## TASK DESCRIPTION
Repeat the stretch of entries below from the line with "already in NFKC." through the line with "for (offset, ch)". Include both ends and add nothing.
[DATA SHOWN Boundary: Start]
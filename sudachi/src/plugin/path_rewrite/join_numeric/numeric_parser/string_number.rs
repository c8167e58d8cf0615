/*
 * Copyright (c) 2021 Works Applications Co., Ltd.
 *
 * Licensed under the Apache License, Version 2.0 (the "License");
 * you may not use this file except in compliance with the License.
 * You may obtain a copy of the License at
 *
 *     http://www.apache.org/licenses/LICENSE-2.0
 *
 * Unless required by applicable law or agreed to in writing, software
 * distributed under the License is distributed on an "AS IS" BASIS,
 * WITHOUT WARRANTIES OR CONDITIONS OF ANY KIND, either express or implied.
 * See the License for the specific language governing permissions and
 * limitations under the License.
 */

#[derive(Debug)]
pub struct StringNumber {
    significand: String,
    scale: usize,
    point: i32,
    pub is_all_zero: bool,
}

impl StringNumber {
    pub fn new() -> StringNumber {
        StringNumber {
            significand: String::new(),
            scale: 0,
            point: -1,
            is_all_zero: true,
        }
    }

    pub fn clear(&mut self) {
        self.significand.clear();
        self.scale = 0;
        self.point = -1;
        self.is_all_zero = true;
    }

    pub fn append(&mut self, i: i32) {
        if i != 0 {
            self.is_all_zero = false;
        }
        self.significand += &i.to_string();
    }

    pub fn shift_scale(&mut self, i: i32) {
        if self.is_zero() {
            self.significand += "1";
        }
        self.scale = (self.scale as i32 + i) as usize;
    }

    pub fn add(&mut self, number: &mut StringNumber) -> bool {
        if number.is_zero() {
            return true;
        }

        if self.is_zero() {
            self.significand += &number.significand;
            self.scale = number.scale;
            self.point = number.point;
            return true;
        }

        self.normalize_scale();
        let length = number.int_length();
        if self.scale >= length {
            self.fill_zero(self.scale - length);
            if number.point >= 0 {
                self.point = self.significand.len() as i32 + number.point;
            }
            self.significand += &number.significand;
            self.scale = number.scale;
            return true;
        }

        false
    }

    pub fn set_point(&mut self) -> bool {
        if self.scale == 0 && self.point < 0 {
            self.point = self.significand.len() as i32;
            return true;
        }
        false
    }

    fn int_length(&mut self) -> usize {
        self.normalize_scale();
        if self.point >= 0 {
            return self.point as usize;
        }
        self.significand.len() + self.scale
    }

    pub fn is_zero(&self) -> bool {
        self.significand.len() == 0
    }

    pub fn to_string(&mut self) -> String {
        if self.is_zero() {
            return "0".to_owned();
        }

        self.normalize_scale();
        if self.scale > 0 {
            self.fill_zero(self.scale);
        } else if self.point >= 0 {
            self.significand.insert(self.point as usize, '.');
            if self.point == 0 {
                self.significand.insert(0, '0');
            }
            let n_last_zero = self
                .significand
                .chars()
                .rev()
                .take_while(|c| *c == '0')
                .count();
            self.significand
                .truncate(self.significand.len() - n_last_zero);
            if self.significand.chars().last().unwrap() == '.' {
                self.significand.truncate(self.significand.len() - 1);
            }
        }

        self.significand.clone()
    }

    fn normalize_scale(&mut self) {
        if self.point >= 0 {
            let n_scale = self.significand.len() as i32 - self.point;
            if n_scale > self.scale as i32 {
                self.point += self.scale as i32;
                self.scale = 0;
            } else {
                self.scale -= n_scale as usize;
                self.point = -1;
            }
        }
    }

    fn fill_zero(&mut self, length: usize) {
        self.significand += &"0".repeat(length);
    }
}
[DATA SHOWN Boundary: End]
[DATA SHOWN Boundary: Start]
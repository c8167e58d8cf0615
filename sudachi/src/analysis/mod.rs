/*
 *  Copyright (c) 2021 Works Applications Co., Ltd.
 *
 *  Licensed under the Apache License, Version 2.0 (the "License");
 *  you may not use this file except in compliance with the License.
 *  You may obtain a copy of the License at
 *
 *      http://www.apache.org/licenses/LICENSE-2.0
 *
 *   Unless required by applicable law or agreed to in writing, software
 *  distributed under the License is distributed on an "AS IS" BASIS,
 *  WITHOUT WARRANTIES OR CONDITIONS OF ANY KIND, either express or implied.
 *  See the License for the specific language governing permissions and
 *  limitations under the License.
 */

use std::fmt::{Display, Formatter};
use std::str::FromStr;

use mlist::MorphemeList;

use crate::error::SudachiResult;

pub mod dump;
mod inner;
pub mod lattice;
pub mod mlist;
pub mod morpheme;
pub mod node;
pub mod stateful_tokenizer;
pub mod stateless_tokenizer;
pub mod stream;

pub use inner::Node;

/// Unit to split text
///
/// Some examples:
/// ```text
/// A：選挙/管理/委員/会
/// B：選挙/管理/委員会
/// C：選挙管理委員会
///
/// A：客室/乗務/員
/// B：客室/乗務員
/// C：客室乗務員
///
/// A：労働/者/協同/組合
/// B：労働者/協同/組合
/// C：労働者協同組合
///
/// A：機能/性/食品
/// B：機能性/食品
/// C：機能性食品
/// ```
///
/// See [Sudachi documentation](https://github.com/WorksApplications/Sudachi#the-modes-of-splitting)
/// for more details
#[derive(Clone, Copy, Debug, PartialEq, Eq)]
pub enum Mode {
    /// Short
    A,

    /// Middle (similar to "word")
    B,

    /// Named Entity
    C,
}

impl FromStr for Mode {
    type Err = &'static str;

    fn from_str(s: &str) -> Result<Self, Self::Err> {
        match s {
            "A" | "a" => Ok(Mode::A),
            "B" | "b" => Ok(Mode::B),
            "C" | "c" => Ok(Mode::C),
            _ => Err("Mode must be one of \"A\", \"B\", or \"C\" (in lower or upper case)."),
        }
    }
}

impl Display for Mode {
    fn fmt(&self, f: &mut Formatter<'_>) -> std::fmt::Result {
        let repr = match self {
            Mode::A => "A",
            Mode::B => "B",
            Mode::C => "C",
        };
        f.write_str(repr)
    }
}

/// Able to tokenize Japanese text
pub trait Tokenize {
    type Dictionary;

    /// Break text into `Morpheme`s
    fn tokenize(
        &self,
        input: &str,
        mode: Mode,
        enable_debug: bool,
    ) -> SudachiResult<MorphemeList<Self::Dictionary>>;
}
[DATA SHOWN Boundary: End]
[DATA SHOWN Boundary: Start]
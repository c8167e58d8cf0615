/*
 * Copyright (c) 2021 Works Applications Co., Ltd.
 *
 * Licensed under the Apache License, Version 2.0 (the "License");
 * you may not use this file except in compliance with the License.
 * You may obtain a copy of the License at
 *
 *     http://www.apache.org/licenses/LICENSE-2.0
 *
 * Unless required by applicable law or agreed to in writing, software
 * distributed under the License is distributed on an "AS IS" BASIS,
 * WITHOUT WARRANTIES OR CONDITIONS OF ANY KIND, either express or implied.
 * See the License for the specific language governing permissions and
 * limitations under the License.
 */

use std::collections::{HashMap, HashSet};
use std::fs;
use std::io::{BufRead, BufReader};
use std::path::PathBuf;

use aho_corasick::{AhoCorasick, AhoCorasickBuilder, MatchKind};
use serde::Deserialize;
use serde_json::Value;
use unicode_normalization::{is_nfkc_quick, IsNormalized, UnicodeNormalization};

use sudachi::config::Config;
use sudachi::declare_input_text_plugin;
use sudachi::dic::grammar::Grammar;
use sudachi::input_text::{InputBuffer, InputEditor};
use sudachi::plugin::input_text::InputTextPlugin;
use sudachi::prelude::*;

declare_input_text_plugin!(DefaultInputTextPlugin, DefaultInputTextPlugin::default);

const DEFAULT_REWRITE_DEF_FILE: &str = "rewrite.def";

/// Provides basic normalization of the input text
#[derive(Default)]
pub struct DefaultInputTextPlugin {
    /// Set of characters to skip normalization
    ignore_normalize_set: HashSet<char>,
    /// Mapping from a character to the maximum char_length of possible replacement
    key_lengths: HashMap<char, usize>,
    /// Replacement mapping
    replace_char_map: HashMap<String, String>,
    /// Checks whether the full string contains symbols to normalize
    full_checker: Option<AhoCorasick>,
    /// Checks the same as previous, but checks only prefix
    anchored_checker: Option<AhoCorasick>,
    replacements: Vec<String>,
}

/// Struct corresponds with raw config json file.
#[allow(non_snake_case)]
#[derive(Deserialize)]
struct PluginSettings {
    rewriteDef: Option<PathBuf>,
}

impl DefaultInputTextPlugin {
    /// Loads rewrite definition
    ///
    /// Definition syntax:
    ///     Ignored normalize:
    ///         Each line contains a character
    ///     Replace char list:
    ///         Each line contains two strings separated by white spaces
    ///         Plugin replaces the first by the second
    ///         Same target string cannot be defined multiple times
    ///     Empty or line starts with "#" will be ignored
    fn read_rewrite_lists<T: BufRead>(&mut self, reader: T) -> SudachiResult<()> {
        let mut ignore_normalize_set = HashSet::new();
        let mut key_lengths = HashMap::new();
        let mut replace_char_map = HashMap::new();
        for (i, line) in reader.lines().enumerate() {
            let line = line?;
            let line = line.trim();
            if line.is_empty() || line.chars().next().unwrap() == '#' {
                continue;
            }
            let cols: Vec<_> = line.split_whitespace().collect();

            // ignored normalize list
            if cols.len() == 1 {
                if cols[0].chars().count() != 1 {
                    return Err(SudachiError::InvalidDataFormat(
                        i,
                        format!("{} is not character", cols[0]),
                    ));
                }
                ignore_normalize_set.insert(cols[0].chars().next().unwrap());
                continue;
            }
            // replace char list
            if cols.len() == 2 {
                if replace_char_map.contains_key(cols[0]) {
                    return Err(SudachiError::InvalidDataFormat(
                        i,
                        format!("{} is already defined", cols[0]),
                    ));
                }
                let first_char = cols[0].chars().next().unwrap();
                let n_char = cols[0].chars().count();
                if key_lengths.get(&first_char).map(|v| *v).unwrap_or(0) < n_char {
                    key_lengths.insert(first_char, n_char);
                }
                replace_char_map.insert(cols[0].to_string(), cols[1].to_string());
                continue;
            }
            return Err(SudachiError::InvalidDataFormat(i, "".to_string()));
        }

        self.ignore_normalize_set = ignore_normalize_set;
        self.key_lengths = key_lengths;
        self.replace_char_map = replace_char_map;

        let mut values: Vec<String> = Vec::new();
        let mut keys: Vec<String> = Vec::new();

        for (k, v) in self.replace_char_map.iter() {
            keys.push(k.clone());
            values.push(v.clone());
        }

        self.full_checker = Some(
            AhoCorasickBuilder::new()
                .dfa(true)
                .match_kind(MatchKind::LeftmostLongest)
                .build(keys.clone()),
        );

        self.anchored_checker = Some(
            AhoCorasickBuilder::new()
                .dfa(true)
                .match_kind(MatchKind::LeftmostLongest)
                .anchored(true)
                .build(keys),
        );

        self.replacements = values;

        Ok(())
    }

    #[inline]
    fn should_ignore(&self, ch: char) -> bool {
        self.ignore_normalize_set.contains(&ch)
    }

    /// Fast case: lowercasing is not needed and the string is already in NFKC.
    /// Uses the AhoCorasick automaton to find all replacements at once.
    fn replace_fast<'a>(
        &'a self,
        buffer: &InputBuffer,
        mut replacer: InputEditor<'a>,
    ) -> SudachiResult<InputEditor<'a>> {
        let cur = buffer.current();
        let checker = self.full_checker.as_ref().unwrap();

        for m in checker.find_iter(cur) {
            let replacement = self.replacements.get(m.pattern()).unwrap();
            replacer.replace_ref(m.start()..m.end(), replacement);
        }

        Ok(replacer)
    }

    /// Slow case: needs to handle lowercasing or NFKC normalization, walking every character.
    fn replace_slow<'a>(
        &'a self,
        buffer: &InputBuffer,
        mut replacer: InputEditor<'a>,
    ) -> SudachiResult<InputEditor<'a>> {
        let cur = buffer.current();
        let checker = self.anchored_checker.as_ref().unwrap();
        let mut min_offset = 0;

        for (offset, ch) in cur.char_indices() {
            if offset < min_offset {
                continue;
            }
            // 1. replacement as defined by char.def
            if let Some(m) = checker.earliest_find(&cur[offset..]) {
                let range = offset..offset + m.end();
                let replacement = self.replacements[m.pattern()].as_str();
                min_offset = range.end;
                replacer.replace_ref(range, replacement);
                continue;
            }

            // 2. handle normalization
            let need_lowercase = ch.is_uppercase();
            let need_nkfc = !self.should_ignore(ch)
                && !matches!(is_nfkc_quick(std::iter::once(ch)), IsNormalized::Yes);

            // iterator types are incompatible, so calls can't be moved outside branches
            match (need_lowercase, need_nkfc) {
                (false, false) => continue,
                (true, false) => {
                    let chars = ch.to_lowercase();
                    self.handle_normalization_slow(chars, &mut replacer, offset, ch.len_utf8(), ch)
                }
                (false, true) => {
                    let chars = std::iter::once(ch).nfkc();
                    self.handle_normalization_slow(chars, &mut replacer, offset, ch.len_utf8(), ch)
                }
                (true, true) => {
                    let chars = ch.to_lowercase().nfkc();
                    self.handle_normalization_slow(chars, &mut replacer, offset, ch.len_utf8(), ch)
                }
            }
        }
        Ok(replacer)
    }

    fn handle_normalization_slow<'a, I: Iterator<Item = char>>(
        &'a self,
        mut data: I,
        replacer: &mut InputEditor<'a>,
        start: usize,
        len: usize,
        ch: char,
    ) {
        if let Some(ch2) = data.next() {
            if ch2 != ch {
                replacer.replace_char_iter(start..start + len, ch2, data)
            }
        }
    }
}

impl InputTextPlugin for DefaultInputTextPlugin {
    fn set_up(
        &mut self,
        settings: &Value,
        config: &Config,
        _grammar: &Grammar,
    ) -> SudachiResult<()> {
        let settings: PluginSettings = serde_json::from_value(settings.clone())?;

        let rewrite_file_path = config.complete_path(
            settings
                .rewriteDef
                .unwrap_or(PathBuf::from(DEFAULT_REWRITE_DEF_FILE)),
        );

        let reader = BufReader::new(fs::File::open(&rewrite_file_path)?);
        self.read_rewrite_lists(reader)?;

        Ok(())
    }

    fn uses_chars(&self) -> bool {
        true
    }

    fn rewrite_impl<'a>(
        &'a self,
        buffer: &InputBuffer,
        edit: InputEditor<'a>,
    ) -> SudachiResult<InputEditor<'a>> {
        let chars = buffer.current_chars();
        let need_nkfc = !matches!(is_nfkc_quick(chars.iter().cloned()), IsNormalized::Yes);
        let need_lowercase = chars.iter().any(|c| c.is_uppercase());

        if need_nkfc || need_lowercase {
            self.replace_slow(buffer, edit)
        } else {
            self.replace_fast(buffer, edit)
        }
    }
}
[DATA SHOWN Boundary: End]
## REPLY
    /// Fast case: lowercasing is not needed and the string is already in NFKC.
    /// Uses the AhoCorasick automaton to find all replacements at once.
    fn replace_fast<'a>(
        &'a self,
        buffer: &InputBuffer,
        mut replacer: InputEditor<'a>,
    ) -> SudachiResult<InputEditor<'a>> {
        let cur = buffer.current();
        let checker = self.full_checker.as_ref().unwrap();

        for m in checker.find_iter(cur) {
            let replacement = self.replacements.get(m.pattern()).unwrap();
            replacer.replace_ref(m.start()..m.end(), replacement);
        }

        Ok(replacer)
    }

    /// Slow case: needs to handle lowercasing or NFKC normalization, walking every character.
    fn replace_slow<'a>(
        &'a self,
        buffer: &InputBuffer,
        mut replacer: InputEditor<'a>,
    ) -> SudachiResult<InputEditor<'a>> {
        let cur = buffer.current();
        let checker = self.anchored_checker.as_ref().unwrap();
        let mut min_offset = 0;

        for (offset, ch) in cur.char_indices() {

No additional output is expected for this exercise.